Problem to work on. Every entry below should be printed again exactly as it reads.
Materials provided below:
//! Backdrop Effect Controller
//!
//! Switches the compositor backdrop (mica or acrylic) on and off. Acrylic
//! flickers while the window is dragged or resized, so those events turn the
//! backdrop off and a debounced one-shot timer turns it back on once the
//! burst is over. The timer runs on the platform's own event loop; at most
//! one is pending per window.

use std::time::Duration;

use tracing::{debug, trace};

use crate::config::ChromeSettings;
use crate::platform::{EffectsProvider, Platform, TimerId, WindowHandle};
use crate::theme::{Appearance, Rgba};

/// Timer id reserved for the backdrop cooldown
pub const EFFECT_TIMER: TimerId = TimerId(0xA7EA);

/// Opacity of the flat fill painted while the backdrop is off
const FALLBACK_OPACITY: f32 = 0.8;

/// Cancellable one-shot timer. Re-arming replaces the pending firing
/// instead of queuing a second one.
#[derive(Debug, Clone)]
pub struct Debounce {
    id: TimerId,
    delay: Duration,
    pending: bool,
}

impl Debounce {
    pub fn new(id: TimerId, delay: Duration) -> Self {
        Self { id, delay, pending: false }
    }

    pub fn is_pending(&self) -> bool {
        self.pending
    }

    /// (Re)start the countdown from now
    pub fn arm(&mut self, platform: &mut impl Platform, handle: WindowHandle) {
        if self.pending {
            platform.kill_timer(handle, self.id);
        }
        platform.set_timer(handle, self.id, self.delay);
        self.pending = true;
    }

    pub fn cancel(&mut self, platform: &mut impl Platform, handle: WindowHandle) {
        if self.pending {
            platform.kill_timer(handle, self.id);
            self.pending = false;
        }
    }

    /// Consume a timer firing. Returns true if it was this timer and it was
    /// still pending; the platform timer is killed so it cannot repeat.
    pub fn fire(&mut self, platform: &mut impl Platform, handle: WindowHandle, id: TimerId) -> bool {
        if id != self.id || !self.pending {
            return false;
        }
        platform.kill_timer(handle, self.id);
        self.pending = false;
        true
    }
}

/// Flat paint used when no live backdrop is shown
#[derive(Debug, Clone, Copy, PartialEq)]
pub struct FallbackFill {
    pub color: Rgba,
    pub opacity: f32,
}

#[derive(Debug, Clone)]
pub struct BackdropController {
    enabled: bool,
    use_mica: bool,
    is_modern: bool,
    appearance: Appearance,
    acrylic_color: Rgba,
    cooldown: Debounce,
}

impl BackdropController {
    pub fn new(settings: &ChromeSettings) -> Self {
        Self {
            enabled: false,
            use_mica: settings.use_mica,
            is_modern: settings.is_modern,
            appearance: settings.appearance,
            acrylic_color: settings.acrylic_color,
            cooldown: Debounce::new(EFFECT_TIMER, settings.effect_cooldown),
        }
    }

    pub fn is_enabled(&self) -> bool {
        self.enabled
    }

    pub fn cooldown_pending(&self) -> bool {
        self.cooldown.is_pending()
    }

    /// Construction-time effects, then the backdrop itself
    pub fn install(
        &mut self,
        platform: &mut impl Platform,
        effects: &mut impl EffectsProvider,
        handle: WindowHandle,
    ) {
        effects.add_window_animation(handle);
        self.set_effect(true, platform, effects, handle);
        if self.is_modern {
            effects.add_blur_behind(handle);
            effects.add_shadow(handle);
        }
    }

    /// Turn the backdrop on or off. No-op when already in that state;
    /// returns whether anything changed.
    pub fn set_effect(
        &mut self,
        enabled: bool,
        platform: &mut impl Platform,
        effects: &mut impl EffectsProvider,
        handle: WindowHandle,
    ) -> bool {
        if self.enabled == enabled {
            return false;
        }
        self.enabled = enabled;

        if !enabled {
            effects.remove_background(handle);
        } else if self.use_mica {
            effects.add_mica(handle, self.appearance.is_dark());
        } else {
            effects.add_acrylic(handle, self.acrylic_color);
        }
        debug!("Backdrop {} for {:?}", if enabled { "enabled" } else { "disabled" }, handle);

        platform.request_repaint(handle);
        true
    }

    /// Drop the backdrop now and bring it back after the cooldown
    pub fn temporarily_disable(
        &mut self,
        platform: &mut impl Platform,
        effects: &mut impl EffectsProvider,
        handle: WindowHandle,
    ) {
        self.set_effect(false, platform, effects, handle);
        self.cooldown.arm(platform, handle);
        trace!("Backdrop cooldown re-armed for {:?}", handle);
    }

    /// Window moved; only pre-modern platforms flicker during drags
    pub fn on_moved(
        &mut self,
        platform: &mut impl Platform,
        effects: &mut impl EffectsProvider,
        handle: WindowHandle,
    ) {
        if !self.is_modern {
            self.temporarily_disable(platform, effects, handle);
        }
    }

    /// Window resized; mica copes with live resize, acrylic does not
    pub fn on_resized(
        &mut self,
        platform: &mut impl Platform,
        effects: &mut impl EffectsProvider,
        handle: WindowHandle,
    ) {
        if !self.use_mica {
            self.temporarily_disable(platform, effects, handle);
        }
    }

    /// Timer message; returns true if it was the cooldown
    pub fn on_timer(
        &mut self,
        id: TimerId,
        platform: &mut impl Platform,
        effects: &mut impl EffectsProvider,
        handle: WindowHandle,
    ) -> bool {
        if !self.cooldown.fire(platform, handle, id) {
            return false;
        }
        self.set_effect(true, platform, effects, handle);
        true
    }

    /// Cancel anything pending before the window goes away
    pub fn shutdown(&mut self, platform: &mut impl Platform, handle: WindowHandle) {
        self.cooldown.cancel(platform, handle);
    }

    /// Fill to paint while the backdrop is off
    pub fn fallback_fill(&self) -> Option<FallbackFill> {
        (!self.enabled).then(|| FallbackFill {
            color: self.appearance.fallback_fill(),
            opacity: FALLBACK_OPACITY,
        })
    }
}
End of Materials provided.
Answer below.
//! Backdrop Effect Controller
//!
//! Switches the compositor backdrop (mica or acrylic) on and off. Acrylic
//! flickers while the window is dragged or resized, so those events turn the
//! backdrop off and a debounced one-shot timer turns it back on once the
//! burst is over. The timer runs on the platform's own event loop; at most
//! one is pending per window.

use std::time::Duration;

use tracing::{debug, trace};

use crate::config::ChromeSettings;
use crate::platform::{EffectsProvider, Platform, TimerId, WindowHandle};
use crate::theme::{Appearance, Rgba};

/// Timer id reserved for the backdrop cooldown
pub const EFFECT_TIMER: TimerId = TimerId(0xA7EA);

/// Opacity of the flat fill painted while the backdrop is off
const FALLBACK_OPACITY: f32 = 0.8;

/// Cancellable one-shot timer. Re-arming replaces the pending firing
/// instead of queuing a second one.
#[derive(Debug, Clone)]
pub struct Debounce {
    id: TimerId,
    delay: Duration,
    pending: bool,
}

impl Debounce {
    pub fn new(id: TimerId, delay: Duration) -> Self {
        Self { id, delay, pending: false }
    }

    pub fn is_pending(&self) -> bool {
        self.pending
    }

    /// (Re)start the countdown from now
    pub fn arm(&mut self, platform: &mut impl Platform, handle: WindowHandle) {
        if self.pending {
            platform.kill_timer(handle, self.id);
        }
        platform.set_timer(handle, self.id, self.delay);
        self.pending = true;
    }

    pub fn cancel(&mut self, platform: &mut impl Platform, handle: WindowHandle) {
        if self.pending {
            platform.kill_timer(handle, self.id);
            self.pending = false;
        }
    }

    /// Consume a timer firing. Returns true if it was this timer and it was
    /// still pending; the platform timer is killed so it cannot repeat.
    pub fn fire(&mut self, platform: &mut impl Platform, handle: WindowHandle, id: TimerId) -> bool {
        if id != self.id || !self.pending {
            return false;
        }
        platform.kill_timer(handle, self.id);
        self.pending = false;
        true
    }
}

/// Flat paint used when no live backdrop is shown
#[derive(Debug, Clone, Copy, PartialEq)]
pub struct FallbackFill {
    pub color: Rgba,
    pub opacity: f32,
}

#[derive(Debug, Clone)]
pub struct BackdropController {
    enabled: bool,
    use_mica: bool,
    is_modern: bool,
    appearance: Appearance,
    acrylic_color: Rgba,
    cooldown: Debounce,
}

impl BackdropController {
    pub fn new(settings: &ChromeSettings) -> Self {
        Self {
            enabled: false,
            use_mica: settings.use_mica,
            is_modern: settings.is_modern,
            appearance: settings.appearance,
            acrylic_color: settings.acrylic_color,
            cooldown: Debounce::new(EFFECT_TIMER, settings.effect_cooldown),
        }
    }

    pub fn is_enabled(&self) -> bool {
        self.enabled
    }

    pub fn cooldown_pending(&self) -> bool {
        self.cooldown.is_pending()
    }

    /// Construction-time effects, then the backdrop itself
    pub fn install(
        &mut self,
        platform: &mut impl Platform,
        effects: &mut impl EffectsProvider,
        handle: WindowHandle,
    ) {
        effects.add_window_animation(handle);
        self.set_effect(true, platform, effects, handle);
        if self.is_modern {
            effects.add_blur_behind(handle);
            effects.add_shadow(handle);
        }
    }

    /// Turn the backdrop on or off. No-op when already in that state;
    /// returns whether anything changed.
    pub fn set_effect(
        &mut self,
        enabled: bool,
        platform: &mut impl Platform,
        effects: &mut impl EffectsProvider,
        handle: WindowHandle,
    ) -> bool {
        if self.enabled == enabled {
            return false;
        }
        self.enabled = enabled;

        if !enabled {
            effects.remove_background(handle);
        } else if self.use_mica {
            effects.add_mica(handle, self.appearance.is_dark());
        } else {
            effects.add_acrylic(handle, self.acrylic_color);
        }
        debug!("Backdrop {} for {:?}", if enabled { "enabled" } else { "disabled" }, handle);

        platform.request_repaint(handle);
        true
    }

    /// Drop the backdrop now and bring it back after the cooldown
    pub fn temporarily_disable(
        &mut self,
        platform: &mut impl Platform,
        effects: &mut impl EffectsProvider,
        handle: WindowHandle,
    ) {
        self.set_effect(false, platform, effects, handle);
        self.cooldown.arm(platform, handle);
        trace!("Backdrop cooldown re-armed for {:?}", handle);
    }

    /// Window moved; only pre-modern platforms flicker during drags
    pub fn on_moved(
        &mut self,
        platform: &mut impl Platform,
        effects: &mut impl EffectsProvider,
        handle: WindowHandle,
    ) {
        if !self.is_modern {
            self.temporarily_disable(platform, effects, handle);
        }
    }

    /// Window resized; mica copes with live resize, acrylic does not
    pub fn on_resized(
        &mut self,
        platform: &mut impl Platform,
        effects: &mut impl EffectsProvider,
        handle: WindowHandle,
    ) {
        if !self.use_mica {
            self.temporarily_disable(platform, effects, handle);
        }
    }

    /// Timer message; returns true if it was the cooldown
    pub fn on_timer(
        &mut self,
        id: TimerId,
        platform: &mut impl Platform,
        effects: &mut impl EffectsProvider,
        handle: WindowHandle,
    ) -> bool {
        if !self.cooldown.fire(platform, handle, id) {
            return false;
        }
        self.set_effect(true, platform, effects, handle);
        true
    }

    /// Cancel anything pending before the window goes away
    pub fn shutdown(&mut self, platform: &mut impl Platform, handle: WindowHandle) {
        self.cooldown.cancel(platform, handle);
    }

    /// Fill to paint while the backdrop is off
    pub fn fallback_fill(&self) -> Option<FallbackFill> {
        (!self.enabled).then(|| FallbackFill {
            color: self.appearance.fallback_fill(),
            opacity: FALLBACK_OPACITY,
        })
    }
}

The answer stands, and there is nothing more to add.